Chris - One of the problems with superbugs is that, just as we saw with COVID, we've seen with flu, microbes do not need passports. They don't observe borders. They go where we go and sometimes where other animals that carry them go. Antimicrobial resistance is no exception. Therefore, we need a sort of joined up strategy around the world. Have we got buy-in from many countries? I remember going, when I was in America, I went across the border into Mexico early in my medical career and was gobsmacked to walk into a pharmacy and I could buy any antibiotic I wanted off the shelf. That is not going to help.

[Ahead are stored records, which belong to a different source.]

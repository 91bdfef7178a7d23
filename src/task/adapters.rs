//! Adapters that turn collaborator functions into [`Task`]s.

use std::any::Any;
use std::future::Future;
use std::sync::Arc;

use futures::future::{BoxFuture, FutureExt};

use super::{Task, TaskFailure, TaskResult};

/// A task backed by an async closure.
///
/// # Example
///
/// ```
/// use vigil::task::{FnTask, Task, TaskFailure};
///
/// let task = FnTask::new("update-check", || async { Ok::<(), TaskFailure>(()) });
/// assert_eq!(task.name(), "update-check");
/// ```
pub struct FnTask<F> {
    name: String,
    f: F,
}

impl<F, Fut> FnTask<F>
where
    F: Fn() -> Fut + Send + Sync,
    Fut: Future<Output = TaskResult> + Send + 'static,
{
    pub fn new(name: impl Into<String>, f: F) -> Self {
        Self {
            name: name.into(),
            f,
        }
    }
}

impl<F, Fut> Task for FnTask<F>
where
    F: Fn() -> Fut + Send + Sync,
    Fut: Future<Output = TaskResult> + Send + 'static,
{
    fn name(&self) -> &str {
        &self.name
    }

    fn run(&self) -> BoxFuture<'_, TaskResult> {
        (self.f)().boxed()
    }
}

/// A task backed by a synchronous function.
///
/// The function runs on tokio's blocking pool so a slow collaborator (a
/// process table scan, say) never stalls the orchestrator's own thread.
pub struct BlockingTask<F> {
    name: String,
    f: Arc<F>,
}

impl<F> BlockingTask<F>
where
    F: Fn() -> TaskResult + Send + Sync + 'static,
{
    pub fn new(name: impl Into<String>, f: F) -> Self {
        Self {
            name: name.into(),
            f: Arc::new(f),
        }
    }
}

impl<F> Task for BlockingTask<F>
where
    F: Fn() -> TaskResult + Send + Sync + 'static,
{
    fn name(&self) -> &str {
        &self.name
    }

    fn run(&self) -> BoxFuture<'_, TaskResult> {
        let f = Arc::clone(&self.f);
        async move {
            match tokio::task::spawn_blocking(move || (*f)()).await {
                Ok(result) => result,
                Err(e) if e.is_panic() => Err(TaskFailure::panicked(panic_message(e.into_panic()))),
                Err(e) => Err(TaskFailure::rejected(e.to_string())),
            }
        }
        .boxed()
    }
}

/// Best-effort text of a panic payload.
pub(crate) fn panic_message(payload: Box<dyn Any + Send>) -> String {
    if let Some(s) = payload.downcast_ref::<&str>() {
        (*s).to_string()
    } else if let Some(s) = payload.downcast_ref::<String>() {
        s.clone()
    } else {
        "unknown panic".to_string()
    }
}
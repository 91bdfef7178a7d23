//! Hooks that receive each cycle's outcome vector.

use std::io;

use tokio::io::{AsyncWrite, AsyncWriteExt};
use tokio::sync::mpsc;
use tokio::task::JoinHandle;

use crate::{vlog_debug, vlog_warn};

use super::CycleReport;

/// Called once per cycle, after every task has settled.
///
/// Observers run on the orchestrator's thread of control between settlement
/// and the pacing delay, so they should return quickly.
pub trait CycleObserver: Send + Sync {
    fn on_cycle(&self, report: &CycleReport);
}

impl<F> CycleObserver for F
where
    F: Fn(&CycleReport) + Send + Sync,
{
    fn on_cycle(&self, report: &CycleReport) {
        self(report)
    }
}

/// Writes failed tasks to the vigil log.
#[derive(Debug, Default, Clone, Copy)]
pub struct LoggingObserver;

impl CycleObserver for LoggingObserver {
    fn on_cycle(&self, report: &CycleReport) {
        for (name, failure) in report.failures() {
            vlog_warn!("cycle {} task {} {}", report.index, name, failure);
        }
        vlog_debug!(
            "cycle {} settled: {}/{} ok in {:?}",
            report.index,
            report.succeeded(),
            report.outcomes.len(),
            report.duration()
        );
    }
}

/// Streams every report as one JSON line.
///
/// Serialization and I/O happen on a dedicated writer task; `on_cycle`
/// only queues the report, so the orchestrator never blocks on the output.
/// The writer drains the queue and exits once the observer is dropped. It
/// stops writing after the first I/O error.
pub struct JsonObserver {
    tx: mpsc::UnboundedSender<CycleReport>,
}

impl JsonObserver {
    /// Start the writer task. Must be called inside a tokio runtime.
    pub fn spawn<W>(out: W) -> (Self, JoinHandle<()>)
    where
        W: AsyncWrite + Unpin + Send + 'static,
    {
        let (tx, mut rx) = mpsc::unbounded_channel::<CycleReport>();
        let writer = tokio::spawn(async move {
            let mut out = out;
            while let Some(report) = rx.recv().await {
                if let Err(e) = write_line(&mut out, &report).await {
                    vlog_warn!("cycle {} report write failed: {}", report.index, e);
                    break;
                }
            }
        });
        (Self { tx }, writer)
    }
}

async fn write_line<W: AsyncWrite + Unpin>(out: &mut W, report: &CycleReport) -> io::Result<()> {
    let mut line = serde_json::to_vec(report)?;
    line.push(b'\n');
    out.write_all(&line).await?;
    out.flush().await
}

impl CycleObserver for JsonObserver {
    fn on_cycle(&self, report: &CycleReport) {
        if self.tx.send(report.clone()).is_err() {
            vlog_warn!("cycle {} report dropped: JSON writer stopped", report.index);
        }
    }
}

/// Forwards reports to an async consumer.
///
/// A closed receiver is ignored; the orchestrator keeps running.
pub struct ChannelObserver {
    tx: mpsc::UnboundedSender<CycleReport>,
}

impl ChannelObserver {
    pub fn new(tx: mpsc::UnboundedSender<CycleReport>) -> Self {
        Self { tx }
    }

    pub fn channel() -> (Self, mpsc::UnboundedReceiver<CycleReport>) {
        let (tx, rx) = mpsc::unbounded_channel();
        (Self::new(tx), rx)
    }
}

impl CycleObserver for ChannelObserver {
    fn on_cycle(&self, report: &CycleReport) {
        let _ = self.tx.send(report.clone());
    }
}
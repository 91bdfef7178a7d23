//! Starvation tests.
//!
//! Without a per-task timeout a task that never settles holds its cycle
//! open forever, so no task is ever invoked again. A timeout turns the
//! hang into a failure for that cycle and the loop carries on.

use std::time::Duration;

use tokio_test::{assert_pending, task};

use vigil::orchestration::ChannelObserver;
use vigil::task::{FailureKind, Task};
use vigil::{Orchestrator, OrchestratorState};

use super::fixtures::{monitor_set, Behavior, ScriptedTask};

/// Test: The hang fixture really never settles
#[tokio::test]
async fn test_hanging_task_stays_pending() {
    let (hang, tally) = ScriptedTask::new("achievements", Behavior::Hang);
    let mut fut = task::spawn(hang.run());
    assert_pending!(fut.poll());
    assert_pending!(fut.poll());
    assert_eq!(tally.invocations(), 1);
}

/// Test: A hung task starves every other task
/// Given one task that never settles and no timeout
/// When an hour of virtual time passes
/// Then each task was invoked once and no cycle ever completed
#[tokio::test(start_paused = true)]
async fn test_hung_task_starves_siblings() {
    let (tasks, tallies) = monitor_set([
        Behavior::Succeed,
        Behavior::Hang,
        Behavior::Fail,
        Behavior::Sleep(Duration::from_millis(100)),
    ]);
    let (observer, mut rx) = ChannelObserver::channel();
    let handle = Orchestrator::new(tasks, Duration::from_millis(10))
        .with_observer(observer)
        .spawn();

    tokio::time::sleep(Duration::from_secs(3600)).await;

    assert!(tallies.iter().all(|p| p.invocations() == 1));
    assert_eq!(handle.cycles_completed(), 0);
    assert_eq!(handle.state(), OrchestratorState::RunningCycle);
    assert!(rx.try_recv().is_err());

    // Cancellation is only honored between cycles, so it cannot help.
    handle.shutdown();
    tokio::time::sleep(Duration::from_secs(60)).await;
    assert!(!handle.is_finished());
    assert!(tallies.iter().all(|p| p.invocations() == 1));

    handle.abort();
}

/// Test: A timeout keeps the loop alive
/// Given the same hung task and a 1s per-task timeout
/// When time passes
/// Then siblings keep being invoked and the hang is reported each cycle
#[tokio::test(start_paused = true)]
async fn test_timeout_prevents_starvation() {
    let (tasks, tallies) = monitor_set([
        Behavior::Succeed,
        Behavior::Hang,
        Behavior::Fail,
        Behavior::Sleep(Duration::from_millis(100)),
    ]);
    let (observer, mut rx) = ChannelObserver::channel();
    let handle = Orchestrator::new(tasks, Duration::from_millis(10))
        .with_task_timeout(Duration::from_secs(1))
        .with_observer(observer)
        .spawn();

    for _ in 0..5 {
        let report = rx.recv().await.unwrap();
        let hung = report.outcomes[1].outcome.failure().unwrap();
        assert_eq!(hung.kind, FailureKind::TimedOut);
        assert!(report.outcomes[0].outcome.is_success());
    }

    handle.shutdown();
    let cycles = handle.join().await.unwrap();
    assert!(cycles >= 5);
    assert!(tallies.iter().all(|p| p.invocations() as u64 == cycles));
}
use std::path::PathBuf;
use std::time::Duration;

use clap::Parser;

use vigil::config::{Config, ReportMode};
use vigil::{vlog, vlog_error, vlog_warn, Orchestrator, Result};

/// How long in-flight tasks get to settle after Ctrl-C.
const SHUTDOWN_GRACE: Duration = Duration::from_secs(5);

/// Vigil - runs background monitors in paced, isolated cycles
#[derive(Parser, Debug)]
#[command(name = "vigil")]
#[command(version, about, long_about = None)]
#[command(after_help = "ENVIRONMENT:\n    VIGIL_DEBUG=1     Enable debug logging (alternative to --debug)")]
pub struct Cli {
    /// Enable debug logging (writes to ~/.vigil/vigil.log)
    #[arg(short = 'd', long)]
    pub debug: bool,

    /// Config file (default: ~/.vigil/vigil.toml)
    #[arg(short = 'c', long)]
    pub config: Option<PathBuf>,

    /// Pause between cycles, in milliseconds
    #[arg(long)]
    pub pacing_ms: Option<u64>,

    /// Per-task timeout, in milliseconds (default: none)
    #[arg(long)]
    pub timeout_ms: Option<u64>,

    /// How cycle outcomes are reported
    #[arg(long, value_enum)]
    pub report: Option<ReportMode>,

    /// Stop after this many cycles
    #[arg(long)]
    pub cycles: Option<u64>,
}

impl Cli {
    fn apply(&self, config: &mut Config) {
        if let Some(ms) = self.pacing_ms {
            config.pacing_delay_ms = ms;
        }
        if let Some(ms) = self.timeout_ms {
            config.task_timeout_ms = Some(ms);
        }
        if let Some(report) = self.report {
            config.report = report;
        }
    }
}

#[tokio::main]
async fn main() -> Result<()> {
    let cli = Cli::parse();

    vigil::log::init(cli.debug);
    if cli.debug {
        vlog!("Vigil starting (debug mode enabled)");
    } else {
        vlog!("Vigil starting");
    }

    let mut config = match &cli.config {
        Some(path) => Config::load_from(path)?,
        None => Config::load()?,
    };
    cli.apply(&mut config);

    let mut orchestrator = match Orchestrator::from_config(&config) {
        Ok(orchestrator) => orchestrator,
        Err(e) => {
            vlog_error!("Invalid configuration: {}", e);
            return Err(e);
        }
    };
    if let Some(cycles) = cli.cycles {
        orchestrator = orchestrator.with_max_cycles(cycles);
    }

    let handle = orchestrator.spawn();
    let cancel = handle.cancel_token();
    tokio::spawn(async move {
        if tokio::signal::ctrl_c().await.is_err() {
            return;
        }
        vlog!("Interrupt received, stopping after the current cycle");
        cancel.cancel();
        tokio::time::sleep(SHUTDOWN_GRACE).await;
        vlog_warn!("Tasks still running after {:?}, exiting", SHUTDOWN_GRACE);
        std::process::exit(130);
    });

    let cycles = handle.join().await?;
    vlog!("Vigil stopped after {} cycles", cycles);
    Ok(())
}
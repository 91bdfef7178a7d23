pub mod config;
pub mod error;
pub mod log;
pub mod orchestration;
pub mod resolver;
pub mod task;

pub use error::{Error, Result};
pub use orchestration::{CycleReport, Orchestrator, OrchestratorHandle, OrchestratorState};
pub use task::{Task, TaskFailure, TaskOutcome, TaskSet};
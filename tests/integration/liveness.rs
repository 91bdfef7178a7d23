//! Liveness tests.
//!
//! Absent cancellation the orchestrator keeps producing cycles, failures
//! included, and only stops at a pacing delay once asked to.

use std::time::Duration;

use vigil::orchestration::ChannelObserver;
use vigil::{Orchestrator, OrchestratorState};

use super::fixtures::{monitor_set, Behavior};

/// Test: Cycle count keeps growing
/// Given a spawned orchestrator with no cycle limit
/// When the harness waits for N reports
/// Then at least N cycles completed, with contiguous indexes
#[tokio::test(start_paused = true)]
async fn test_cycles_keep_coming() {
    const N: u64 = 25;
    let (tasks, tallies) = monitor_set([
        Behavior::Succeed,
        Behavior::Fail,
        Behavior::Sleep(Duration::from_millis(5)),
        Behavior::Panic,
    ]);
    let (observer, mut rx) = ChannelObserver::channel();
    let handle = Orchestrator::new(tasks, Duration::from_millis(10))
        .with_observer(observer)
        .spawn();

    for expected in 0..N {
        let report = rx.recv().await.expect("orchestrator stopped early");
        assert_eq!(report.index, expected);
    }
    assert!(handle.cycles_completed() >= N);
    assert!(!handle.is_finished());

    handle.shutdown();
    let cycles = handle.join().await.unwrap();
    assert!(cycles >= N);
    assert!(tallies.iter().all(|p| p.invocations() as u64 == cycles));
}

/// Test: Shutdown lands between cycles
/// Given a cycle in flight
/// When shutdown is requested
/// Then the cycle still settles fully before the loop exits
#[tokio::test(start_paused = true)]
async fn test_shutdown_waits_for_cycle_in_flight() {
    let (tasks, tallies) = monitor_set([
        Behavior::Sleep(Duration::from_secs(3)),
        Behavior::Succeed,
        Behavior::Succeed,
        Behavior::Succeed,
    ]);
    let handle = Orchestrator::new(tasks, Duration::from_secs(1)).spawn();

    tokio::time::sleep(Duration::from_secs(1)).await;
    assert_eq!(handle.state(), OrchestratorState::RunningCycle);
    handle.shutdown();

    let cycles = handle.join().await.unwrap();
    assert_eq!(cycles, 1);
    assert_eq!(tallies[0].settled_at().len(), 1);
}
//! File logger for the vigil monitor host.
//!
//! Lines go to `~/.vigil/vigil.log`, which every run truncates.
//!
//! Levels:
//! - ERROR: the host cannot start
//! - WARN: a monitor task failed, overran its timeout, or a report was lost
//! - INFO: run lifecycle
//! - DEBUG: per-cycle summaries
//! - TRACE: per-task launch and settlement
//!
//! Code running under [`scoped`] gets the run tag stamped on every line,
//! e.g. `[12:00:01.250] [WARN] [run 1f3a9c2e] cycle 4 task updates rejected: feed 503`.
//!
//! `--debug` or `VIGIL_DEBUG=1` lowers the threshold to DEBUG.

use std::fmt;
use std::fs::OpenOptions;
use std::future::Future;
use std::io::Write;
use std::path::PathBuf;
use std::sync::atomic::{AtomicU8, Ordering};
use std::sync::OnceLock;

static LOG_FILE: OnceLock<PathBuf> = OnceLock::new();
static MAX_LEVEL: AtomicU8 = AtomicU8::new(Level::Info as u8);

tokio::task_local! {
    static RUN_TAG: String;
}

#[derive(Debug, Clone, Copy, PartialEq, Eq, PartialOrd, Ord)]
#[repr(u8)]
pub enum Level {
    Error = 0,
    Warn = 1,
    Info = 2,
    Debug = 3,
    Trace = 4,
}

impl Level {
    const ALL: [Level; 5] = [
        Level::Error,
        Level::Warn,
        Level::Info,
        Level::Debug,
        Level::Trace,
    ];

    fn from_u8(v: u8) -> Self {
        Self::ALL.get(v as usize).copied().unwrap_or(Level::Trace)
    }
}

impl fmt::Display for Level {
    fn fmt(&self, f: &mut fmt::Formatter<'_>) -> fmt::Result {
        f.write_str(match self {
            Level::Error => "ERROR",
            Level::Warn => "WARN",
            Level::Info => "INFO",
            Level::Debug => "DEBUG",
            Level::Trace => "TRACE",
        })
    }
}

/// Open the log file and set the threshold.
pub fn init(debug: bool) {
    let debug = debug || env_flag("VIGIL_DEBUG");
    set_max_level(if debug { Level::Debug } else { Level::Info });

    let Some(dir) = dirs::home_dir().map(|h| h.join(".vigil")) else {
        return;
    };
    if std::fs::create_dir_all(&dir).is_err() {
        return;
    }
    let path = dir.join("vigil.log");
    if std::fs::write(&path, "").is_ok() {
        LOG_FILE.set(path).ok();
    }
}

fn env_flag(name: &str) -> bool {
    std::env::var(name).is_ok_and(|v| v == "1" || v.eq_ignore_ascii_case("true"))
}

pub fn set_max_level(level: Level) {
    MAX_LEVEL.store(level as u8, Ordering::SeqCst);
}

pub fn enabled(level: Level) -> bool {
    level <= Level::from_u8(MAX_LEVEL.load(Ordering::Relaxed))
}

/// Run `fut` with `tag` attached to every line it logs.
///
/// The tag is task-local: tokio tasks spawned from inside `fut` do not
/// inherit it.
pub async fn scoped<F: Future>(tag: impl Into<String>, fut: F) -> F::Output {
    RUN_TAG.scope(tag.into(), fut).await
}

/// The tag set by the enclosing [`scoped`] call, if any.
pub fn run_tag() -> Option<String> {
    RUN_TAG.try_with(|tag| tag.clone()).ok()
}

fn format_line(timestamp: &str, level: Level, tag: Option<&str>, msg: &str) -> String {
    match tag {
        Some(tag) => format!("[{timestamp}] [{level}] [run {tag}] {msg}"),
        None => format!("[{timestamp}] [{level}] {msg}"),
    }
}

/// Append one line. A no-op until [`init`] has found a log file.
pub fn write(level: Level, msg: &str) {
    let Some(path) = LOG_FILE.get() else {
        return;
    };
    let timestamp = chrono::Local::now().format("%H:%M:%S%.3f").to_string();
    let line = format_line(&timestamp, level, run_tag().as_deref(), msg);
    if let Ok(mut file) = OpenOptions::new().create(true).append(true).open(path) {
        let _ = writeln!(file, "{line}");
    }
}

#[doc(hidden)]
#[macro_export]
macro_rules! __vlog_at {
    ($level:expr, $($arg:tt)*) => {
        if $crate::log::enabled($level) {
            $crate::log::write($level, &format!($($arg)*))
        }
    };
}

/// Log at INFO.
#[macro_export]
macro_rules! vlog {
    ($($arg:tt)*) => { $crate::__vlog_at!($crate::log::Level::Info, $($arg)*) };
}

#[macro_export]
macro_rules! vlog_error {
    ($($arg:tt)*) => { $crate::__vlog_at!($crate::log::Level::Error, $($arg)*) };
}

#[macro_export]
macro_rules! vlog_warn {
    ($($arg:tt)*) => { $crate::__vlog_at!($crate::log::Level::Warn, $($arg)*) };
}

/// Log at DEBUG; formatting is skipped unless debug mode is on.
#[macro_export]
macro_rules! vlog_debug {
    ($($arg:tt)*) => { $crate::__vlog_at!($crate::log::Level::Debug, $($arg)*) };
}

#[macro_export]
macro_rules! vlog_trace {
    ($($arg:tt)*) => { $crate::__vlog_at!($crate::log::Level::Trace, $($arg)*) };
}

Sally - Unfortunately, there's still far too much of that. But we are getting traction around the world. I think 115 countries have now got national action plans following work the British government has done with the World Health Organization, Food and Agriculture, Organisation for animal health across the world. And they're beginning to get funding and do things, but still you can go to Africa or Asia and buy antibiotics from a market stall. They may be worthwhile antibiotics, they may be counterfeit. You may only buy one day. All of that drives even more resistance. So we really need to continue to work on this. And I'm very excited because next year on September 24th, there's going to be a high-level meeting. So in the week of the heads of state at the United Nations in New York, we're having a whole day meeting on AMR. And I hope we can really make progress there.

Chris - Has this begun to bear fruit though? Are we seeing that pipeline that was woefully empty begin to be replenished? New drugs coming, new prospects on the horizon to treat some of these superbugs?

Sally - So we've got biotech companies around the world beginning to develop them. So I'm optimistic, but unfortunately we've even had a biotech, who got a licensed antibiotic, go out to business, go bust, because no big pharma bought them because they said, 'huh, we won't make money from it.' So we still have a broken model, though there's some good research coming through. We can do this, but it needs more money. But I promise you prevention and doing this will be so much cheaper than losing all the lives and the cost of not doing it.